Exercise:
Bring together every line in the data that includes "entries".

Source information:

/// User-facing knobs for one `suggest` call.
#[derive(Debug, Clone, PartialEq, Eq)]
pub struct SuggestOptions {
    /// Maximum edit distance, in whole edits, a candidate may accumulate.
    pub max_edit_cost: u32,
    /// Maximum number of suggestions returned; must be positive.
    pub max_results: usize,
    /// Whether two adjacent query signs may match one dictionary sign and
    /// vice versa (sign-group transcription variants).
    pub allow_sign_group_merge: bool,
}

impl Default for SuggestOptions {
    fn default() -> Self {
        Self {
            max_edit_cost: 2,
            max_results: 10,
            allow_sign_group_merge: true,
        }
    }
}

impl SuggestOptions {
    /// Validate before any search work starts.
    fn validate(&self) -> Result<(), QueryError> {
        if self.max_results == 0 {
            return Err(QueryError::InvalidOptions {
                message: "max_results must be positive".into(),
            });
        }
        Ok(())
    }
}

/// Cache key: stable query rendering plus every option that affects results.
type CacheKey = (String, u32, usize, bool);

/// One immutable index version plus the result cache scoped to it.
struct Snapshot {
    index: Arc<DictionaryIndex>,
    cache: DashMap<CacheKey, Vec<Suggestion>>,
}

impl Snapshot {
    fn new(index: DictionaryIndex) -> Self {
        Self {
            index: Arc::new(index),
            cache: DashMap::new(),
        }
    }
}

/// Shared, reloadable suggestion engine.
///
/// Cheap to clone via `Arc<Engine>`; all methods take `&self`. The matcher
/// and ranker never touch shared mutable state, so any number of `suggest`
/// calls may run concurrently with each other and with `reload`.
pub struct Engine {
    snapshot: RwLock<Arc<Snapshot>>,
    cost_model: CostModel,
}
//! sesh-medu HTTP boundary service.
//!
//! Thin REST wrapper around one shared [`Engine`]:
//!
//! - `GET  /health` — server status
//! - `GET  /info` — dictionary statistics
//! - `POST /translation` — every dictionary word in a sign sequence, with
//!   spans and translations
//! - `POST /suggest` — ranked suggestions with per-request matching options
//! - `POST /reload` — re-read the lexicon file and swap the index atomically
//!
//! Build and run: `cargo run --features server --bin sesh-medu-server`

use std::collections::BTreeMap;
use std::path::PathBuf;
use std::sync::Arc;

use axum::extract::State;
use axum::http::StatusCode;
use axum::routing::{get, post};
use axum::{Json, Router};
use serde::{Deserialize, Serialize};
use tower_http::cors::CorsLayer;

use sesh_medu::engine::{Engine, EngineInfo, SuggestOptions};
use sesh_medu::index::{DictionaryIndex, IndexConfig};
use sesh_medu::load;
use sesh_medu::sign::{QuerySequence, SignSequence};

// ── Server state ──────────────────────────────────────────────────────────

struct ServerState {
    engine: Engine,
    lexicon_path: PathBuf,
}

// ── Request/response types ────────────────────────────────────────────────

#[derive(Serialize)]
struct HealthResponse {
    status: String,
    version: String,
    entries: usize,
}

#[derive(Deserialize)]
struct TranslationRequest {
    sequence: Vec<String>,
}

#[derive(Serialize)]
struct TranslationMatch {
    start: usize,
    end: usize,
    sequence: Vec<String>,
    transliteration: String,
    translations: BTreeMap<String, String>,
}

#[derive(Deserialize)]
struct SuggestRequest {
    signs: Vec<String>,
    #[serde(default = "default_max_edit_cost")]
    max_edit_cost: u32,
    #[serde(default = "default_max_results")]
    max_results: usize,
    #[serde(default = "default_allow_group")]
    allow_sign_group_merge: bool,
}

fn default_max_edit_cost() -> u32 {
    SuggestOptions::default().max_edit_cost
}

fn default_max_results() -> usize {
    SuggestOptions::default().max_results
}

fn default_allow_group() -> bool {
    SuggestOptions::default().allow_sign_group_merge
}

#[derive(Serialize)]
struct SuggestionResponse {
    entry_id: u64,
    signs: Vec<String>,
    transliteration: String,
    translations: BTreeMap<String, String>,
    start: usize,
    end: usize,
    exact: bool,
    score: f32,
}

#[derive(Serialize)]
struct ReloadResponse {
    reloaded: bool,
    entries: usize,
}

// ── Handlers ──────────────────────────────────────────────────────────────

async fn health(State(state): State<Arc<ServerState>>) -> Json<HealthResponse> {
    Json(HealthResponse {
        status: "ok".to_string(),
        version: env!("CARGO_PKG_VERSION").to_string(),
        entries: state.engine.info().entry_count,
    })
}

async fn info(State(state): State<Arc<ServerState>>) -> Json<EngineInfo> {
    Json(state.engine.info())
}

async fn translation(
    State(state): State<Arc<ServerState>>,
    Json(request): Json<TranslationRequest>,
) -> Result<Json<Vec<TranslationMatch>>, (StatusCode, String)> {
    let sequence = SignSequence::parse(&request.sequence.join(" "))
        .map_err(|e| (StatusCode::BAD_REQUEST, e.to_string()))?;

    let matches = state
        .engine
        .segment(&sequence)
        .into_iter()
        .map(|(span, entry)| TranslationMatch {
            start: span.start,
            end: span.end,
            sequence: entry.signs.iter().map(|s| s.to_string()).collect(),
            transliteration: entry.transliteration.clone(),
            translations: entry.translations.clone(),
        })
        .collect();
    Ok(Json(matches))
}

async fn suggest(
    State(state): State<Arc<ServerState>>,
    Json(request): Json<SuggestRequest>,
) -> Result<Json<Vec<SuggestionResponse>>, (StatusCode, String)> {
    let query = QuerySequence::parse_tokens(&request.signs)
        .map_err(|e| (StatusCode::BAD_REQUEST, e.to_string()))?;
    let options = SuggestOptions {
        max_edit_cost: request.max_edit_cost,
        max_results: request.max_results,
        allow_sign_group_merge: request.allow_sign_group_merge,
    };

    let suggestions = state
        .engine
        .suggest(&query, &options)
        .map_err(|e| (StatusCode::BAD_REQUEST, e.to_string()))?;

    let out = suggestions
        .into_iter()
        .map(|s| SuggestionResponse {
            entry_id: s.entry.id.get(),
            signs: s.entry.signs.iter().map(|sign| sign.to_string()).collect(),
            transliteration: s.entry.transliteration.clone(),
            translations: s.entry.translations.clone(),
            start: s.span.start,
            end: s.span.end,
            exact: s.is_exact(),
            score: s.score,
        })
        .collect();
    Ok(Json(out))
}

async fn reload(
    State(state): State<Arc<ServerState>>,
) -> Result<Json<ReloadResponse>, (StatusCode, String)> {
    let index = build_index(&state.lexicon_path)
        .map_err(|e| (StatusCode::INTERNAL_SERVER_ERROR, e.to_string()))?;
    let entries = index.len();
    state.engine.reload(index);
    Ok(Json(ReloadResponse {
        reloaded: true,
        entries,
    }))
}

fn build_index(path: &PathBuf) -> Result<DictionaryIndex, sesh_medu::error::SeshError> {
    let entries = load::load_entries(path)?;
    Ok(DictionaryIndex::build(entries, &IndexConfig::default())?)
}

// ── Main ──────────────────────────────────────────────────────────────────

#[tokio::main]
async fn main() {
    tracing_subscriber::fmt()
        .with_env_filter(
            tracing_subscriber::EnvFilter::try_from_default_env()
                .unwrap_or_else(|_| tracing_subscriber::EnvFilter::new("info")),
        )
        .init();

    let bind = std::env::var("SESH_SERVER_BIND").unwrap_or_else(|_| "0.0.0.0".to_string());
    let port = std::env::var("SESH_SERVER_PORT").unwrap_or_else(|_| "8100".to_string());
    let addr = format!("{bind}:{port}");

    let lexicon_path = PathBuf::from(
        std::env::var("SESH_DICTIONARY").unwrap_or_else(|_| "lexicon.json".to_string()),
    );

    let index = build_index(&lexicon_path).unwrap_or_else(|e| {
        tracing::error!("failed to load lexicon {}: {e}", lexicon_path.display());
        std::process::exit(1);
    });

    let state = Arc::new(ServerState {
        engine: Engine::new(index),
        lexicon_path,
    });

    let app = Router::new()
        .route("/health", get(health))
        .route("/info", get(info))
        .route("/translation", post(translation))
        .route("/suggest", post(suggest))
        .route("/reload", post(reload))
        .layer(CorsLayer::permissive())
        .with_state(state);

    tracing::info!("sesh-medu server listening on {addr}");

    let listener = tokio::net::TcpListener::bind(&addr)
        .await
        .expect("failed to bind");
    axum::serve(listener, app).await.expect("server error");
}
//! Sign-keyed trie over canonical dictionary sequences.
//!
//! Each edge is one [`Sign`]; a node's terminal list holds the indices of
//! every entry whose headword ends there, so duplicate sign sequences with
//! different meanings coexist on one node. Exact and prefix lookup are
//! O(sequence length); the incremental walk powers sliding-window
//! segmentation without re-walking shared prefixes.

use std::collections::HashMap;

use crate::sign::Sign;

#[derive(Debug, Default)]
struct Node {
    children: HashMap<Sign, Node>,
    /// Indices (into the index's entry table) terminating at this node.
    terminals: Vec<u32>,
}

/// Trie over sign sequences, mapping them to entry indices.
#[derive(Debug, Default)]
pub struct SignTrie {
    root: Node,
    len: usize,
}

impl SignTrie {
    pub fn new() -> Self {
        Self::default()
    }

    /// Insert one canonical sequence terminating at `entry_index`.
    pub fn insert(&mut self, signs: &[Sign], entry_index: u32) {
        let mut node = &mut self.root;
        for sign in signs {
            node = node.children.entry(*sign).or_default();
        }
        node.terminals.push(entry_index);
        self.len += 1;
    }

    /// Number of inserted sequences (counting duplicates).
    pub fn len(&self) -> usize {
        self.len
    }

    pub fn is_empty(&self) -> bool {
        self.len == 0
    }

    fn descend(&self, signs: &[Sign]) -> Option<&Node> {
        let mut node = &self.root;
        for sign in signs {
            node = node.children.get(sign)?;
        }
        Some(node)
    }

    /// Entry indices whose sequence equals `signs` exactly.
    pub fn lookup_exact(&self, signs: &[Sign]) -> Vec<u32> {
        let mut out = self
            .descend(signs)
            .map(|node| node.terminals.clone())
            .unwrap_or_default();
        out.sort_unstable();
        out
    }

    /// Entry indices whose sequence starts with `signs` (including exact
    /// matches), in deterministic order.
    pub fn lookup_prefix(&self, signs: &[Sign]) -> Vec<u32> {
        let mut out = Vec::new();
        if let Some(node) = self.descend(signs) {
            collect_subtree(node, &mut out);
        }
        out.sort_unstable();
        out.dedup();
        out
    }

    /// Walk from the root along `signs`, reporting every terminal passed.
    ///
    /// Returns `(consumed, entry_indices)` pairs: a pair `(k, ids)` means the
    /// first `k` signs of the argument form a complete dictionary headword.
    /// The walk stops at the first sign with no outgoing edge.
    pub fn walk_terminals(&self, signs: &[Sign]) -> Vec<(usize, &[u32])> {
        let mut out = Vec::new();
        let mut node = &self.root;
        for (i, sign) in signs.iter().enumerate() {
            match node.children.get(sign) {
                Some(next) => {
                    node = next;
                    if !node.terminals.is_empty() {
                        out.push((i + 1, node.terminals.as_slice()));
                    }
                }
                None => break,
            }
        }
        out
    }
}

fn collect_subtree(node: &Node, out: &mut Vec<u32>) {
    out.extend_from_slice(&node.terminals);
    for child in node.children.values() {
        collect_subtree(child, out);
    }
}
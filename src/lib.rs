//! # sesh-medu
//!
//! A dictionary suggestion engine for transcribed Egyptian hieroglyphs.
//! Given a sequence of Gardiner sign codes (possibly with uncertain readings
//! per position), it returns a ranked list of dictionary entries whose
//! canonical sign sequences plausibly correspond to spans of the input.
//!
//! ## Architecture
//!
//! - **Sign alphabet** (`sign`): Gardiner code normalization, sequences,
//!   per-position ambiguity sets
//! - **Dictionary index** (`index`): sign trie + inverted posting lists over
//!   immutable entries
//! - **Approximate matcher** (`matcher`): bounded banded-DP edit search with
//!   a tunable sign-level cost model
//! - **Ranker** (`rank`): total-order scoring of match candidates
//! - **Engine** (`engine`): reloadable snapshot facade with a per-snapshot
//!   result cache
//! - **Lexicon I/O** (`load`): TLA-style JSON lemma files
//!
//! ## Library usage
//!
//! ```no_run
//! use sesh_medu::engine::{Engine, SuggestOptions};
//! use sesh_medu::index::{DictionaryIndex, IndexConfig};
//! use sesh_medu::load;
//! use sesh_medu::sign::QuerySequence;
//!
//! let entries = load::load_entries("lexicon.json").unwrap();
//! let index = DictionaryIndex::build(entries, &IndexConfig::default()).unwrap();
//! let engine = Engine::new(index);
//!
//! let query = QuerySequence::parse_tokens(&["G1", "D21", "X1"]).unwrap();
//! for suggestion in engine.suggest(&query, &SuggestOptions::default()).unwrap() {
//!     println!("{} {}", suggestion.entry.transliteration, suggestion.score);
//! }
//! ```

pub mod engine;
pub mod error;
pub mod index;
pub mod load;
pub mod matcher;
pub mod rank;
pub mod sign;
//! Rich diagnostic error types for the sesh-medu engine.
//!
//! Each subsystem defines its own error type with miette `#[diagnostic]` derives,
//! providing error codes, help text, and source chains so users know exactly what
//! went wrong and how to fix it.
//!
//! All of these errors are input-validation or build-time errors: they are
//! returned to the caller before any search work begins. The matcher itself
//! never fails mid-search — an unmatchable query is an empty result, not an
//! error — and no failed request can corrupt the shared index.

use miette::Diagnostic;
use thiserror::Error;

/// Top-level error type for the sesh-medu engine.
///
/// Each variant wraps a subsystem-specific error, preserving the full diagnostic
/// chain (error codes, help text) through to the user.
#[derive(Debug, Error, Diagnostic)]
pub enum SeshError {
    #[error(transparent)]
    #[diagnostic(transparent)]
    Sign(#[from] SignError),

    #[error(transparent)]
    #[diagnostic(transparent)]
    Index(#[from] IndexError),

    #[error(transparent)]
    #[diagnostic(transparent)]
    Query(#[from] QueryError),

    #[error(transparent)]
    #[diagnostic(transparent)]
    Load(#[from] LoadError),
}

// ---------------------------------------------------------------------------
// Sign errors
// ---------------------------------------------------------------------------

#[derive(Debug, Error, Diagnostic)]
pub enum SignError {
    #[error("invalid sign code: \"{token}\"")]
    #[diagnostic(
        code(sesh::sign::invalid_code),
        help(
            "Sign codes follow the Gardiner scheme: a category letter \
             (A-Z except J, or Aa/NL/NU/Ff) followed by a number and an \
             optional lowercase variant suffix, e.g. \"G1\", \"D21\", \"N35a\". \
             Check the token for typos or unsupported notation."
        )
    )]
    InvalidSignCode { token: String },

    #[error("unresolved ambiguous sign at position {position}")]
    #[diagnostic(
        code(sesh::sign::unresolved),
        help(
            "An ambiguous query position must expand to at least one known \
             sign reading. Provide candidate readings as \"G1|G4\", or drop \
             the position from the query if the glyph is entirely illegible."
        )
    )]
    UnresolvedSign { position: usize },

    #[error("empty sign sequence")]
    #[diagnostic(
        code(sesh::sign::empty_sequence),
        help("Sign sequences must contain at least one sign.")
    )]
    EmptySequence,
}

// ---------------------------------------------------------------------------
// Index errors
// ---------------------------------------------------------------------------

#[derive(Debug, Error, Diagnostic)]
pub enum IndexError {
    #[error("duplicate entry id: {entry_id}")]
    #[diagnostic(
        code(sesh::index::duplicate_entry),
        help(
            "Two dictionary entries share the same identifier. Entries with \
             identical sign sequences but different meanings are fine; \
             identifiers must be unique. Use DuplicatePolicy::ReplaceExisting \
             if last-write-wins is acceptable for your source data."
        )
    )]
    DuplicateEntry { entry_id: u64 },

    #[error("cannot build an index from an empty dictionary")]
    #[diagnostic(
        code(sesh::index::empty_dictionary),
        help("Provide at least one dictionary entry to DictionaryIndex::build.")
    )]
    EmptyDictionary,
}

// ---------------------------------------------------------------------------
// Query errors
// ---------------------------------------------------------------------------

#[derive(Debug, Error, Diagnostic)]
pub enum QueryError {
    #[error("empty query sequence")]
    #[diagnostic(
        code(sesh::query::empty),
        help("A suggestion query must contain at least one sign position.")
    )]
    EmptyQuery,

    #[error("invalid suggestion options: {message}")]
    #[diagnostic(
        code(sesh::query::invalid_options),
        help("Check SuggestOptions: max_results must be > 0.")
    )]
    InvalidOptions { message: String },

    #[error("unsupported translation language: \"{lang}\"")]
    #[diagnostic(
        code(sesh::query::unknown_language),
        help(
            "The loaded dictionary has no translations in this language. \
             Query EngineInfo for the list of available languages."
        )
    )]
    UnknownLanguage { lang: String },
}

// ---------------------------------------------------------------------------
// Load errors
// ---------------------------------------------------------------------------

#[derive(Debug, Error, Diagnostic)]
pub enum LoadError {
    #[error("I/O error reading dictionary: {source}")]
    #[diagnostic(
        code(sesh::load::io),
        help(
            "A filesystem operation failed. Check that the dictionary file \
             exists and is readable."
        )
    )]
    Io {
        #[source]
        source: std::io::Error,
    },

    #[error("dictionary parse error: {message}")]
    #[diagnostic(
        code(sesh::load::parse),
        help(
            "The dictionary file is not valid JSON in the expected lexicon \
             format: a map from entry id to {{\"word\": [...], \
             \"translations\": {{...}}}}. Check the file for truncation or \
             format drift."
        )
    )]
    Parse { message: String },

    #[error("bad dictionary entry \"{entry_id}\": {message}")]
    #[diagnostic(
        code(sesh::load::bad_entry),
        help(
            "One entry in the dictionary could not be converted into a \
             canonical sign sequence. Fix or remove the entry; the index is \
             never built from partially valid data."
        )
    )]
    BadEntry { entry_id: String, message: String },
}

/// Convenience alias for functions returning sesh-medu results.
pub type SeshResult<T> = std::result::Result<T, SeshError>;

Result:
    entries: usize,
    entries: usize,
        entries: state.engine.info().entry_count,
    let entries = index.len();
        entries,
    let entries = load::load_entries(path)?;
    Ok(DictionaryIndex::build(entries, &IndexConfig::default())?)
//! per position), it returns a ranked list of dictionary entries whose
//!   immutable entries
//! let entries = load::load_entries("lexicon.json").unwrap();
//! let index = DictionaryIndex::build(entries, &IndexConfig::default()).unwrap();
            "Two dictionary entries share the same identifier. Entries with \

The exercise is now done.